ケンちゃんが居ないと、わたしは楽しくないよ。
ケンちゃんが居ないと、わたしは寂しいよ」
ね、とフウは満面の笑みに変わった。
泣きそうになった顔は、あっという間に霧散した。
それからフウは、驚かせちゃってごめんねー、と苦笑し、倒れたイスを立ち上がらせ座った。
そして、何時も通りに一方的な会話が始まったのだ。
見たことなかった。
何時もニコニコ笑っていたフウが、こんな顔をするなんて、知らなかった。
◆
家に帰って、何となくベッドの上でゴロゴロと転がる。
ポツリポツリ、と思い出すのは、アイツの泣き笑い顔。
——……結局俺は、アイツがなんなのか、よく知らない。
知らないから、気になるんだろうか。
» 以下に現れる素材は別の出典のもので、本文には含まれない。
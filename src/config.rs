//! Shared path configuration and exclusion lists.
//!
//! The pipeline scripts do not parse shared paths from the command line;
//! they are injected as environment variables by the external batch
//! wrapper, one variable per root directory.

use std::collections::HashMap;
use std::env;
use std::fs;
use std::path::{Path, PathBuf};

use anyhow::{bail, Context, Result};
use clap::ValueEnum;
use log::debug;

/// Root of the BIDS dataset (inputs and manual derivatives).
pub const ENV_PATH_DATA: &str = "PATH_DATA";
/// Root where per-subject processed copies are written.
pub const ENV_PATH_DATA_PROCESSED: &str = "PATH_DATA_PROCESSED";
/// Root for shared metric tables.
pub const ENV_PATH_RESULTS: &str = "PATH_RESULTS";
/// Root for decision and error-check logs.
pub const ENV_PATH_LOG: &str = "PATH_LOG";
/// Root for toolkit QC reports.
pub const ENV_PATH_QC: &str = "PATH_QC";

/// Shared roots injected by the batch wrapper.
#[derive(Debug, Clone)]
pub struct Env {
    pub path_data: PathBuf,
    pub path_data_processed: PathBuf,
    pub path_results: PathBuf,
    pub path_log: PathBuf,
    pub path_qc: PathBuf,
}

impl Env {
    pub fn from_env() -> Result<Self> {
        Ok(Self {
            path_data: require(ENV_PATH_DATA)?,
            path_data_processed: require(ENV_PATH_DATA_PROCESSED)?,
            path_results: require(ENV_PATH_RESULTS)?,
            path_log: require(ENV_PATH_LOG)?,
            path_qc: require(ENV_PATH_QC)?,
        })
    }

    /// Manual derivatives tree checked before any automatic computation.
    pub fn manual_derivatives(&self) -> PathBuf {
        self.path_data.join("derivatives").join("labels")
    }
}

/// Install root of the external toolkit (`SCT_DIR`), which bundles the
/// template, the atlas, and the normative metric tables.
pub fn sct_dir() -> Result<PathBuf> {
    require("SCT_DIR")
}

fn require(name: &str) -> Result<PathBuf> {
    match env::var_os(name) {
        Some(value) if !value.is_empty() => Ok(PathBuf::from(value)),
        _ => bail!("environment variable {name} is not set (expected from the batch wrapper)"),
    }
}

/// Subjects excluded from specific analysis stages, keyed by analysis name
/// (e.g. `T2w`, `T2star`, `DWI`).
///
/// An identifier is excluded when it matches any entry of the key's list by
/// substring in either direction, so both full `sub-.../ses-...` entries and
/// bare subject IDs work.
#[derive(Debug, Default, Clone)]
pub struct ExcludeList {
    lists: HashMap<String, Vec<String>>,
}

impl ExcludeList {
    /// Load `exclude.yml`. A missing file means nothing is excluded.
    pub fn load(path: &Path) -> Result<Self> {
        if !path.is_file() {
            debug!("no exclusion file at {}", path.display());
            return Ok(Self::default());
        }
        let text = fs::read_to_string(path)
            .with_context(|| format!("failed to read {}", path.display()))?;
        let lists: HashMap<String, Vec<String>> = serde_yaml::from_str(&text)
            .with_context(|| format!("failed to parse {}", path.display()))?;
        Ok(Self { lists })
    }

    pub fn is_excluded(&self, key: &str, id: &str) -> bool {
        self.lists
            .get(key)
            .map(|entries| {
                entries
                    .iter()
                    .any(|entry| entry.contains(id) || id.contains(entry.as_str()))
            })
            .unwrap_or(false)
    }

    pub fn entries(&self, key: &str) -> &[String] {
        self.lists.get(key).map(Vec::as_slice).unwrap_or(&[])
    }
}

/// Whether a subject list is folded into the batch-wrapper config as an
/// exclusion or an inclusion.
#[derive(Debug, Clone, Copy, PartialEq, Eq, ValueEnum)]
pub enum ListMode {
    Exclude,
    Include,
}

impl ListMode {
    fn config_key(self) -> &'static str {
        match self {
            ListMode::Exclude => "exclude_list",
            ListMode::Include => "include_list",
        }
    }
}

/// Fold the subjects listed under `key` in a YAML exclusion file into the
/// batch-wrapper JSON config as an `exclude_list`/`include_list` entry.
///
/// Returns the number of subjects written.
pub fn update_batch_config(config: &Path, yml: &Path, key: &str, mode: ListMode) -> Result<usize> {
    let text = fs::read_to_string(config)
        .with_context(|| format!("failed to read {}", config.display()))?;
    let mut doc: serde_json::Value = serde_json::from_str(&text)
        .with_context(|| format!("failed to parse {}", config.display()))?;

    let exclusions = ExcludeList::load(yml)?;
    let subjects = exclusions.entries(key);
    if subjects.is_empty() {
        bail!("key '{}' is empty or missing in {}", key, yml.display());
    }

    let object = doc
        .as_object_mut()
        .with_context(|| format!("{} is not a JSON object", config.display()))?;
    object.insert(mode.config_key().to_string(), serde_json::json!(subjects));

    fs::write(config, serde_json::to_string_pretty(&doc)?)
        .with_context(|| format!("failed to write {}", config.display()))?;
    Ok(subjects.len())
}

#[cfg(test)]
mod tests {
    use super::*;
    use std::io::Write;
    use tempfile::TempDir;

    fn write_file(dir: &Path, name: &str, content: &str) -> PathBuf {
        let path = dir.join(name);
        let mut file = fs::File::create(&path).unwrap();
        write!(file, "{content}").unwrap();
        path
    }

    #[test]
    fn test_exclude_list_substring_match() {
        let tmp = TempDir::new().unwrap();
        let yml = write_file(
            tmp.path(),
            "exclude.yml",
            "T2w:\n  - sub-2390B4949B\nDWI:\n  - sub-1836B6029B/ses-1836B\n",
        );

        let list = ExcludeList::load(&yml).unwrap();
        // Bare subject entry excludes the full subject/session identifier.
        assert!(list.is_excluded("T2w", "sub-2390B4949B/ses-2390B"));
        // Full entry excludes the bare subject identifier.
        assert!(list.is_excluded("DWI", "sub-1836B6029B"));
        assert!(!list.is_excluded("T2w", "sub-1111B2222B"));
        // Unknown keys exclude nothing.
        assert!(!list.is_excluded("T2star", "sub-2390B4949B"));
    }

    #[test]
    fn test_missing_exclude_file_excludes_nothing() {
        let tmp = TempDir::new().unwrap();
        let list = ExcludeList::load(&tmp.path().join("exclude.yml")).unwrap();
        assert!(!list.is_excluded("T2w", "sub-2390B4949B"));
    }

    #[test]
    fn test_update_batch_config_inserts_list() {
        let tmp = TempDir::new().unwrap();
        let config = write_file(
            tmp.path(),
            "config.json",
            r#"{"path_data": "~/data", "jobs": 8}"#,
        );
        let yml = write_file(tmp.path(), "exclude.yml", "csa_t1:\n  - sub-001\n  - sub-002\n");

        let n = update_batch_config(&config, &yml, "csa_t1", ListMode::Exclude).unwrap();
        assert_eq!(n, 2);

        let doc: serde_json::Value =
            serde_json::from_str(&fs::read_to_string(&config).unwrap()).unwrap();
        assert_eq!(doc["jobs"], 8);
        assert_eq!(doc["exclude_list"], serde_json::json!(["sub-001", "sub-002"]));
    }

    #[test]
    fn test_update_batch_config_missing_key_fails() {
        let tmp = TempDir::new().unwrap();
        let config = write_file(tmp.path(), "config.json", "{}");
        let yml = write_file(tmp.path(), "exclude.yml", "csa_t1:\n  - sub-001\n");

        assert!(update_batch_config(&config, &yml, "csa_t2", ListMode::Include).is_err());
    }
}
あの笑みが。
何を思って、アイツはあんな風に笑ったんだろう。
『ケンちゃんは、楽しくないの?』
アイツが贈った質問の答が、見つからない。
楽しい? ……わからない。
楽しいなんて感じたこと、思い出せないほど昔のことだ。
だけど。
今、アイツが俺から離れたら。
アイツに嫌われたら……。
俺は爪が食い込むほど、真っ白なシーツを握り締めていた。